Saved data entries:
= Beginning of Section =

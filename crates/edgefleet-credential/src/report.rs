use edgefleet_fanout::{AggregateStatus, FanOutReport, Table};
use serde::Serialize;

use crate::key::KeyState;

/// Rotation state machine phases, in order.
#[derive(Debug, Clone, Copy, PartialEq, Eq, Serialize)]
#[serde(rename_all = "snake_case")]
pub enum RotationPhase {
  Generating,
  Distributing,
  Verifying,
  RetiringOld,
  Idle,
}

impl RotationPhase {
  pub fn as_str(&self) -> &'static str {
    match self {
      RotationPhase::Generating => "generating",
      RotationPhase::Distributing => "distributing",
      RotationPhase::Verifying => "verifying",
      RotationPhase::RetiringOld => "retiring-old",
      RotationPhase::Idle => "idle",
    }
  }
}

/// One sweep run during a rotation.
#[derive(Debug, Clone, Serialize)]
pub struct PhaseRecord {
  pub phase: RotationPhase,
  /// Fingerprint the sweep pushed, checked or removed.
  pub fingerprint: String,
  pub sweep: FanOutReport,
}

#[derive(Debug, Clone, Serialize)]
pub struct RotationReport {
  pub rotation_id: String,
  pub new_fingerprint: String,
  /// The new key was carried over from an unfinished rotation.
  pub resumed: bool,
  /// Final state of the new key: `active` on full success, else `pending`.
  pub new_state: KeyState,
  pub outcome: AggregateStatus,
  pub phases: Vec<PhaseRecord>,
  /// Nodes verified on the new key.
  pub migrated: Vec<String>,
  /// Nodes still on their previous key only.
  pub not_migrated: Vec<String>,
  /// Migrated nodes where an old key could not be removed. Retried next run.
  pub retire_failures: Vec<String>,
  /// Keys that reached `revoked` during this run.
  pub revoked: Vec<String>,
}

impl RotationReport {
  pub fn is_success(&self) -> bool {
    self.outcome.is_success()
  }

  /// Why `node` did not migrate: the first failing sweep's error.
  fn failure_detail(&self, node: &str) -> String {
    self
      .phases
      .iter()
      .filter_map(|p| p.sweep.get(node).map(|r| (p.phase, r)))
      .find(|(_, r)| !r.is_success())
      .map(|(phase, r)| match &r.error {
        Some(error) => format!("{}: {error}", phase.as_str()),
        None => format!("{}: {:?}", phase.as_str(), r.status),
      })
      .unwrap_or_default()
  }

  pub fn render(&self) -> String {
    let mut table = Table::new(["NODE", "RESULT", "DETAIL"]);
    for node in &self.migrated {
      let (result, detail) = if self.retire_failures.contains(node) {
        ("migrated, old key kept", self.failure_detail(node))
      } else {
        ("migrated", String::new())
      };
      table.row([node.clone(), result.to_string(), detail]);
    }
    for node in &self.not_migrated {
      table.row([node.clone(), "NOT MIGRATED".to_string(), self.failure_detail(node)]);
    }

    let verdict = match &self.outcome {
      AggregateStatus::Success => format!("key {} is now active", self.new_fingerprint),
      AggregateStatus::PartialFailure { failed } | AggregateStatus::Failure { failed } => format!(
        "key {} held pending; {} node(s) not migrated: {}. Re-run rotation after fixing them.",
        self.new_fingerprint,
        failed.len(),
        failed.join(", ")
      ),
    };
    format!("{}\n{verdict}\n", table.render())
  }
}

/// Result of checking the active key against every node.
#[derive(Debug, Clone, Serialize)]
pub struct KeyVerification {
  pub fingerprint: String,
  pub sweep: FanOutReport,
}

impl KeyVerification {
  pub fn is_success(&self) -> bool {
    self.sweep.is_success()
  }

  pub fn accepting(&self) -> Vec<String> {
    self.sweep.succeeded_nodes()
  }

  pub fn rejecting(&self) -> Vec<String> {
    self
      .sweep
      .results
      .iter()
      .filter(|(_, r)| r.is_auth_error())
      .map(|(name, _)| name.clone())
      .collect()
  }

  pub fn render(&self) -> String {
    format!("active key {}\n{}", self.fingerprint, self.sweep.render())
  }
}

= End of Section =

* [WORK ITEM] Produce the number of lines in the data containing the string "PhaseRecord", with nothing added.

* [WRITTEN ANSWER] 2